START SOURCE RECORDS

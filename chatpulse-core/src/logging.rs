//! Logging for chatpulse
//!
//! The CLI writes to a daily-rolling file under `$XDG_STATE_HOME/chatpulse/`
//! (files named `chatpulse.log.YYYY-MM-DD`); the server logs to stdout and
//! only borrows [`filter_for`]. Every analysis emits a "Transcript parsed"
//! summary and a "Report assembled" event at `info`. Skipped records and
//! excluded names are logged at `debug`.

use std::path::{Path, PathBuf};

use tracing_appender::rolling::{RollingFileAppender, Rotation};
use tracing_subscriber::{
    fmt::{self, format::FmtSpan},
    layer::SubscriberExt,
    util::SubscriberInitExt,
    EnvFilter,
};

use crate::config::{Config, LoggingConfig};
use crate::error::{Error, Result};

/// Prefix of the rolling log files.
pub const LOG_FILE_PREFIX: &str = "chatpulse.log";

/// Install file logging in the XDG state directory.
pub fn init(config: &LoggingConfig) -> Result<LoggingGuard> {
    init_in(&Config::state_dir(), config)
}

/// Install file logging in `log_dir`.
///
/// Fails when the directory cannot be created or a global subscriber is
/// already set.
pub fn init_in(log_dir: &Path, config: &LoggingConfig) -> Result<LoggingGuard> {
    let appender = rolling_appender(log_dir, config.max_files)?;
    let (writer, guard) = tracing_appender::non_blocking(appender);

    let file_layer = fmt::layer()
        .with_writer(writer)
        .with_ansi(false)
        .with_target(true)
        .with_line_number(true);

    tracing_subscriber::registry()
        .with(filter_for(config))
        .with(file_layer)
        .try_init()
        .map_err(|e| Error::Config(format!("failed to install logger: {}", e)))?;

    tracing::info!(
        log_dir = %log_dir.display(),
        level = %config.level,
        max_files = config.max_files,
        "Logging initialized"
    );

    Ok(LoggingGuard { _guard: guard })
}

/// Level filter: `RUST_LOG` when set and valid, the configured level otherwise.
pub fn filter_for(config: &LoggingConfig) -> EnvFilter {
    EnvFilter::try_from_default_env().unwrap_or_else(|_| EnvFilter::new(&config.level))
}

fn rolling_appender(log_dir: &Path, max_files: usize) -> Result<RollingFileAppender> {
    std::fs::create_dir_all(log_dir)?;

    RollingFileAppender::builder()
        .rotation(Rotation::DAILY)
        .filename_prefix(LOG_FILE_PREFIX)
        .max_log_files(max_files.max(1))
        .build(log_dir)
        .map_err(|e| Error::Config(format!("failed to open log file in {:?}: {}", log_dir, e)))
}

/// Route logs to the test writer. Safe to call from every test.
pub fn init_test() {
    let _ = tracing_subscriber::fmt()
        .with_env_filter(EnvFilter::from_default_env())
        .with_test_writer()
        .with_span_events(FmtSpan::CLOSE)
        .try_init();
}

/// Flushes buffered log lines when dropped. Hold it for the life of `main`.
pub struct LoggingGuard {
    _guard: tracing_appender::non_blocking::WorkerGuard,
}

/// Base path of the log files (the date suffix is added on rotation).
pub fn log_file_path() -> PathBuf {
    Config::log_path()
}

#[cfg(test)]
mod tests {
    use super::*;
    use tempfile::TempDir;

    #[test]
    fn test_log_file_path() {
        let path = log_file_path();
        assert!(path.ends_with(LOG_FILE_PREFIX));
    }

    #[test]
    fn test_rolling_appender_creates_missing_dir() {
        let temp_dir = TempDir::new().unwrap();
        let log_dir = temp_dir.path().join("state/chatpulse");

        let appender = rolling_appender(&log_dir, 0);

        assert!(appender.is_ok());
        assert!(log_dir.is_dir());
    }

    #[test]
    fn test_rolling_appender_rejects_file_path() {
        let temp_dir = TempDir::new().unwrap();
        let not_a_dir = temp_dir.path().join("plain-file");
        std::fs::write(&not_a_dir, b"x").unwrap();

        assert!(rolling_appender(&not_a_dir, 5).is_err());
    }

    #[test]
    fn test_init_test_is_repeatable() {
        init_test();
        init_test();
        tracing::debug!("still logging");
    }
}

END SOURCE RECORDS

Produce an exact copy of the entries above.

filename chatpulse-core/src/logging.rs
//! Logging for chatpulse
//!
//! The CLI writes to a daily-rolling file under `$XDG_STATE_HOME/chatpulse/`
//! (files named `chatpulse.log.YYYY-MM-DD`); the server logs to stdout and
//! only borrows [`filter_for`]. Every analysis emits a "Transcript parsed"
//! summary and a "Report assembled" event at `info`. Skipped records and
//! excluded names are logged at `debug`.

use std::path::{Path, PathBuf};

use tracing_appender::rolling::{RollingFileAppender, Rotation};
use tracing_subscriber::{
    fmt::{self, format::FmtSpan},
    layer::SubscriberExt,
    util::SubscriberInitExt,
    EnvFilter,
};

use crate::config::{Config, LoggingConfig};
use crate::error::{Error, Result};

/// Prefix of the rolling log files.
pub const LOG_FILE_PREFIX: &str = "chatpulse.log";

/// Install file logging in the XDG state directory.
pub fn init(config: &LoggingConfig) -> Result<LoggingGuard> {
    init_in(&Config::state_dir(), config)
}

/// Install file logging in `log_dir`.
///
/// Fails when the directory cannot be created or a global subscriber is
/// already set.
pub fn init_in(log_dir: &Path, config: &LoggingConfig) -> Result<LoggingGuard> {
    let appender = rolling_appender(log_dir, config.max_files)?;
    let (writer, guard) = tracing_appender::non_blocking(appender);

    let file_layer = fmt::layer()
        .with_writer(writer)
        .with_ansi(false)
        .with_target(true)
        .with_line_number(true);

    tracing_subscriber::registry()
        .with(filter_for(config))
        .with(file_layer)
        .try_init()
        .map_err(|e| Error::Config(format!("failed to install logger: {}", e)))?;

    tracing::info!(
        log_dir = %log_dir.display(),
        level = %config.level,
        max_files = config.max_files,
        "Logging initialized"
    );

    Ok(LoggingGuard { _guard: guard })
}

/// Level filter: `RUST_LOG` when set and valid, the configured level otherwise.
pub fn filter_for(config: &LoggingConfig) -> EnvFilter {
    EnvFilter::try_from_default_env().unwrap_or_else(|_| EnvFilter::new(&config.level))
}

fn rolling_appender(log_dir: &Path, max_files: usize) -> Result<RollingFileAppender> {
    std::fs::create_dir_all(log_dir)?;

    RollingFileAppender::builder()
        .rotation(Rotation::DAILY)
        .filename_prefix(LOG_FILE_PREFIX)
        .max_log_files(max_files.max(1))
        .build(log_dir)
        .map_err(|e| Error::Config(format!("failed to open log file in {:?}: {}", log_dir, e)))
}

/// Route logs to the test writer. Safe to call from every test.
pub fn init_test() {
    let _ = tracing_subscriber::fmt()
        .with_env_filter(EnvFilter::from_default_env())
        .with_test_writer()
        .with_span_events(FmtSpan::CLOSE)
        .try_init();
}

/// Flushes buffered log lines when dropped. Hold it for the life of `main`.
pub struct LoggingGuard {
    _guard: tracing_appender::non_blocking::WorkerGuard,
}

/// Base path of the log files (the date suffix is added on rotation).
pub fn log_file_path() -> PathBuf {
    Config::log_path()
}

#[cfg(test)]
mod tests {
    use super::*;
    use tempfile::TempDir;

    #[test]
    fn test_log_file_path() {
        let path = log_file_path();
        assert!(path.ends_with(LOG_FILE_PREFIX));
    }

    #[test]
    fn test_rolling_appender_creates_missing_dir() {
        let temp_dir = TempDir::new().unwrap();
        let log_dir = temp_dir.path().join("state/chatpulse");

        let appender = rolling_appender(&log_dir, 0);

        assert!(appender.is_ok());
        assert!(log_dir.is_dir());
    }

    #[test]
    fn test_rolling_appender_rejects_file_path() {
        let temp_dir = TempDir::new().unwrap();
        let not_a_dir = temp_dir.path().join("plain-file");
        std::fs::write(&not_a_dir, b"x").unwrap();

        assert!(rolling_appender(&not_a_dir, 5).is_err());
    }

    #[test]
    fn test_init_test_is_repeatable() {
        init_test();
        init_test();
        tracing::debug!("still logging");
    }
}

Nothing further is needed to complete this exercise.